_Problem_. Print out the records that follow, exactly and completely.
*** Data under study ***
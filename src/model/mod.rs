/*
 * SPDX-License-Identifier: MIT
 *
 * Permission is hereby granted, free of charge, to any person obtaining a
 * copy of this software and associated documentation files (the "Software"),
 * to deal in the Software without restriction, including without limitation
 * the rights to use, copy, modify, merge, publish, distribute, sublicense,
 * and/or sell copies of the Software, and to permit persons to whom the
 * Software is furnished to do so, subject to the following conditions:
 *
 * The above copyright notice and this permission notice shall be included in
 * all copies or substantial portions of the Software.
 *
 * THE SOFTWARE IS PROVIDED "AS IS", WITHOUT WARRANTY OF ANY KIND, EXPRESS OR
 * IMPLIED, INCLUDING BUT NOT LIMITED TO THE WARRANTIES OF MERCHANTABILITY,
 * FITNESS FOR A PARTICULAR PURPOSE AND NONINFRINGEMENT. IN NO EVENT SHALL
 * THE AUTHORS OR COPYRIGHT HOLDERS BE LIABLE FOR ANY CLAIM, DAMAGES OR OTHER
 * LIABILITY, WHETHER IN AN ACTION OF CONTRACT, TORT OR OTHERWISE, ARISING
 * FROM, OUT OF OR IN CONNECTION WITH THE SOFTWARE OR THE USE OR OTHER
 * DEALINGS IN THE SOFTWARE.
 */
use std::{fmt, str::FromStr};

use serde::{Deserialize, Serialize};

pub mod account;
pub mod bios;
pub mod boot;
pub mod certificate;
pub mod dynamic_parameter;
pub mod power;
pub mod server;
pub mod storage;
pub mod update;
pub mod virtual_media;

pub use account::{AccountRole, ManagerAccount, UserAccountConfig};
pub use bios::{Bios, BiosConfig};
pub use boot::{
    Boot, BootOrderConfig, BootSourceOverrideConfig, BootSourceOverrideEnabled,
    BootSourceOverrideMode, BootSourceOverrideTarget,
};
pub use certificate::{Certificate, CertificateConfig, CertificateType};
pub use dynamic_parameter::DynamicParameter;
pub use power::{HostPowerAction, PowerConfig, PowerState};
pub use server::ServerConnection;
pub use storage::{InitMode, RaidType, Volume, VolumeConfig};
pub use update::{OperationApplyTime, SimpleUpdateConfig, Task, TaskState, UpdateService};
pub use virtual_media::{TransferMethod, TransferProtocolType, VirtualMedia, VirtualMediaConfig};

/// Seconds to wait for a BMC job (BIOS apply, volume creation, ...) to finish.
pub const DEFAULT_JOB_TIMEOUT: u64 = 600;

pub(crate) fn default_job_timeout() -> u64 {
    DEFAULT_JOB_TIMEOUT
}

#[derive(Debug, Default, Serialize, Deserialize, Clone, PartialEq, Eq)]
pub struct ODataId {
    #[serde(rename = "@odata.id")]
    pub odata_id: String,
}

impl From<&str> for ODataId {
    fn from(item: &str) -> Self {
        ODataId {
            odata_id: item.to_string(),
        }
    }
}

impl ODataId {
    // Last path segment, e.g. "0" for /redfish/v1/Systems/0/Storage/0/Drives/0
    pub fn last_segment(&self) -> &str {
        self.odata_id
            .trim_end_matches('/')
            .rsplit('/')
            .next()
            .unwrap_or_default()
    }
}

/// How the system is restarted so that pending BIOS, boot or storage
/// settings take effect.
#[derive(Debug, Default, Serialize, Deserialize, Copy, Clone, Eq, PartialEq)]
pub enum ResetType {
    #[default]
    ForceRestart,
    GracefulRestart,
    PowerCycle,
}

impl fmt::Display for ResetType {
    fn fmt(&self, f: &mut fmt::Formatter<'_>) -> fmt::Result {
        fmt::Debug::fmt(self, f)
    }
}

impl FromStr for ResetType {
    type Err = InvalidValueError;
    fn from_str(s: &str) -> Result<Self, Self::Err> {
        match s {
            "ForceRestart" => Ok(Self::ForceRestart),
            "GracefulRestart" => Ok(Self::GracefulRestart),
            "PowerCycle" => Ok(Self::PowerCycle),
            x => Err(InvalidValueError(format!("Invalid ResetType value: {x}"))),
        }
    }
}

#[derive(Debug)]
pub struct InvalidValueError(pub String);

impl std::error::Error for InvalidValueError {}

impl fmt::Display for InvalidValueError {
    fn fmt(&self, f: &mut fmt::Formatter<'_>) -> fmt::Result {
        f.write_str(&self.0)
    }
}

#[derive(Default, Debug, Serialize, Deserialize, Copy, Clone, PartialEq, Eq)]
#[serde(rename_all = "PascalCase")]
pub struct ResourceStatus {
    pub health: Option<ResourceHealth>,
    pub health_rollup: Option<ResourceHealth>,
    pub state: Option<ResourceState>,
}

/// Health of a volume, drive, task, etc
/// Defined in Resource_v1.xml
#[derive(Debug, Serialize, Deserialize, Copy, Clone, Default, PartialEq, Eq)]
pub enum ResourceHealth {
    #[serde(rename = "OK")]
    #[default]
    Ok,
    Warning,
    Critical,
}

impl fmt::Display for ResourceHealth {
    fn fmt(&self, f: &mut fmt::Formatter<'_>) -> fmt::Result {
        fmt::Debug::fmt(self, f)
    }
}

// Defined in Resource_v1.xml
#[derive(Debug, Serialize, Deserialize, Copy, Clone, PartialEq, Eq)]
pub enum ResourceState {
    Enabled,
    Disabled,
    Degraded,
    Standby,
    StandbyOffline,
    InTest,
    Starting,
    Absent,
    UnavailableOffline,
    Deferring,
    Quiesced,
    Updating,
    Unknown,
    #[serde(other)]
    Other,
}

/// https://redfish.dmtf.org/schemas/v1/Message.v1_1_2.json
/// The message that the Redfish service returns.
#[derive(Debug, Serialize, Deserialize, Clone)]
#[serde(rename_all = "PascalCase")]
pub struct Message {
    pub message: String,
    #[serde(default)]
    pub message_args: Vec<String>,
    pub message_id: String,
    pub resolution: Option<String>,
    pub severity: Option<String>,
}

#[cfg(test)]
mod test {
    use super::*;

    #[test]
    fn test_odata_id_last_segment() {
        let id = ODataId::from("/redfish/v1/Systems/0/Storage/0/Volumes/2");
        assert_eq!(id.last_segment(), "2");
        let id = ODataId::from("/redfish/v1/Systems/0/");
        assert_eq!(id.last_segment(), "0");
    }

    #[test]
    fn test_reset_type_parse() {
        assert_eq!("PowerCycle".parse::<ResetType>().unwrap(), ResetType::PowerCycle);
        assert!("Reboot".parse::<ResetType>().is_err());
        assert_eq!(ResetType::default().to_string(), "ForceRestart");
    }

    #[test]
    fn test_resource_state_other() {
        let s: ResourceStatus =
            serde_json::from_str(r#"{"Health": "OK", "State": "Qualified"}"#).unwrap();
        assert_eq!(s.state, Some(ResourceState::Other));
        assert_eq!(s.health, Some(ResourceHealth::Ok));
    }
}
*** End of Data under study ***
_Exercise result_.
filename src/model/mod.rs
/*
 * SPDX-License-Identifier: MIT
 *
 * Permission is hereby granted, free of charge, to any person obtaining a
 * copy of this software and associated documentation files (the "Software"),
 * to deal in the Software without restriction, including without limitation
 * the rights to use, copy, modify, merge, publish, distribute, sublicense,
 * and/or sell copies of the Software, and to permit persons to whom the
 * Software is furnished to do so, subject to the following conditions:
 *
 * The above copyright notice and this permission notice shall be included in
 * all copies or substantial portions of the Software.
 *
 * THE SOFTWARE IS PROVIDED "AS IS", WITHOUT WARRANTY OF ANY KIND, EXPRESS OR
 * IMPLIED, INCLUDING BUT NOT LIMITED TO THE WARRANTIES OF MERCHANTABILITY,
 * FITNESS FOR A PARTICULAR PURPOSE AND NONINFRINGEMENT. IN NO EVENT SHALL
 * THE AUTHORS OR COPYRIGHT HOLDERS BE LIABLE FOR ANY CLAIM, DAMAGES OR OTHER
 * LIABILITY, WHETHER IN AN ACTION OF CONTRACT, TORT OR OTHERWISE, ARISING
 * FROM, OUT OF OR IN CONNECTION WITH THE SOFTWARE OR THE USE OR OTHER
 * DEALINGS IN THE SOFTWARE.
 */
use std::{fmt, str::FromStr};

use serde::{Deserialize, Serialize};

pub mod account;
pub mod bios;
pub mod boot;
pub mod certificate;
pub mod dynamic_parameter;
pub mod power;
pub mod server;
pub mod storage;
pub mod update;
pub mod virtual_media;

pub use account::{AccountRole, ManagerAccount, UserAccountConfig};
pub use bios::{Bios, BiosConfig};
pub use boot::{
    Boot, BootOrderConfig, BootSourceOverrideConfig, BootSourceOverrideEnabled,
    BootSourceOverrideMode, BootSourceOverrideTarget,
};
pub use certificate::{Certificate, CertificateConfig, CertificateType};
pub use dynamic_parameter::DynamicParameter;
pub use power::{HostPowerAction, PowerConfig, PowerState};
pub use server::ServerConnection;
pub use storage::{InitMode, RaidType, Volume, VolumeConfig};
pub use update::{OperationApplyTime, SimpleUpdateConfig, Task, TaskState, UpdateService};
pub use virtual_media::{TransferMethod, TransferProtocolType, VirtualMedia, VirtualMediaConfig};

/// Seconds to wait for a BMC job (BIOS apply, volume creation, ...) to finish.
pub const DEFAULT_JOB_TIMEOUT: u64 = 600;

pub(crate) fn default_job_timeout() -> u64 {
    DEFAULT_JOB_TIMEOUT
}

#[derive(Debug, Default, Serialize, Deserialize, Clone, PartialEq, Eq)]
pub struct ODataId {
    #[serde(rename = "@odata.id")]
    pub odata_id: String,
}

impl From<&str> for ODataId {
    fn from(item: &str) -> Self {
        ODataId {
            odata_id: item.to_string(),
        }
    }
}

impl ODataId {
    // Last path segment, e.g. "0" for /redfish/v1/Systems/0/Storage/0/Drives/0
    pub fn last_segment(&self) -> &str {
        self.odata_id
            .trim_end_matches('/')
            .rsplit('/')
            .next()
            .unwrap_or_default()
    }
}

/// How the system is restarted so that pending BIOS, boot or storage
/// settings take effect.
#[derive(Debug, Default, Serialize, Deserialize, Copy, Clone, Eq, PartialEq)]
pub enum ResetType {
    #[default]
    ForceRestart,
    GracefulRestart,
    PowerCycle,
}

impl fmt::Display for ResetType {
    fn fmt(&self, f: &mut fmt::Formatter<'_>) -> fmt::Result {
        fmt::Debug::fmt(self, f)
    }
}

impl FromStr for ResetType {
    type Err = InvalidValueError;
    fn from_str(s: &str) -> Result<Self, Self::Err> {
        match s {
            "ForceRestart" => Ok(Self::ForceRestart),
            "GracefulRestart" => Ok(Self::GracefulRestart),
            "PowerCycle" => Ok(Self::PowerCycle),
            x => Err(InvalidValueError(format!("Invalid ResetType value: {x}"))),
        }
    }
}

#[derive(Debug)]
pub struct InvalidValueError(pub String);

impl std::error::Error for InvalidValueError {}

impl fmt::Display for InvalidValueError {
    fn fmt(&self, f: &mut fmt::Formatter<'_>) -> fmt::Result {
        f.write_str(&self.0)
    }
}

#[derive(Default, Debug, Serialize, Deserialize, Copy, Clone, PartialEq, Eq)]
#[serde(rename_all = "PascalCase")]
pub struct ResourceStatus {
    pub health: Option<ResourceHealth>,
    pub health_rollup: Option<ResourceHealth>,
    pub state: Option<ResourceState>,
}

/// Health of a volume, drive, task, etc
/// Defined in Resource_v1.xml
#[derive(Debug, Serialize, Deserialize, Copy, Clone, Default, PartialEq, Eq)]
pub enum ResourceHealth {
    #[serde(rename = "OK")]
    #[default]
    Ok,
    Warning,
    Critical,
}

impl fmt::Display for ResourceHealth {
    fn fmt(&self, f: &mut fmt::Formatter<'_>) -> fmt::Result {
        fmt::Debug::fmt(self, f)
    }
}

// Defined in Resource_v1.xml
#[derive(Debug, Serialize, Deserialize, Copy, Clone, PartialEq, Eq)]
pub enum ResourceState {
    Enabled,
    Disabled,
    Degraded,
    Standby,
    StandbyOffline,
    InTest,
    Starting,
    Absent,
    UnavailableOffline,
    Deferring,
    Quiesced,
    Updating,
    Unknown,
    #[serde(other)]
    Other,
}

/// https://redfish.dmtf.org/schemas/v1/Message.v1_1_2.json
/// The message that the Redfish service returns.
#[derive(Debug, Serialize, Deserialize, Clone)]
#[serde(rename_all = "PascalCase")]
pub struct Message {
    pub message: String,
    #[serde(default)]
    pub message_args: Vec<String>,
    pub message_id: String,
    pub resolution: Option<String>,
    pub severity: Option<String>,
}

#[cfg(test)]
mod test {
    use super::*;

    #[test]
    fn test_odata_id_last_segment() {
        let id = ODataId::from("/redfish/v1/Systems/0/Storage/0/Volumes/2");
        assert_eq!(id.last_segment(), "2");
        let id = ODataId::from("/redfish/v1/Systems/0/");
        assert_eq!(id.last_segment(), "0");
    }

    #[test]
    fn test_reset_type_parse() {
        assert_eq!("PowerCycle".parse::<ResetType>().unwrap(), ResetType::PowerCycle);
        assert!("Reboot".parse::<ResetType>().is_err());
        assert_eq!(ResetType::default().to_string(), "ForceRestart");
    }

    #[test]
    fn test_resource_state_other() {
        let s: ResourceStatus =
            serde_json::from_str(r#"{"Health": "OK", "State": "Qualified"}"#).unwrap();
        assert_eq!(s.state, Some(ResourceState::Other));
        assert_eq!(s.health, Some(ResourceHealth::Ok));
    }
}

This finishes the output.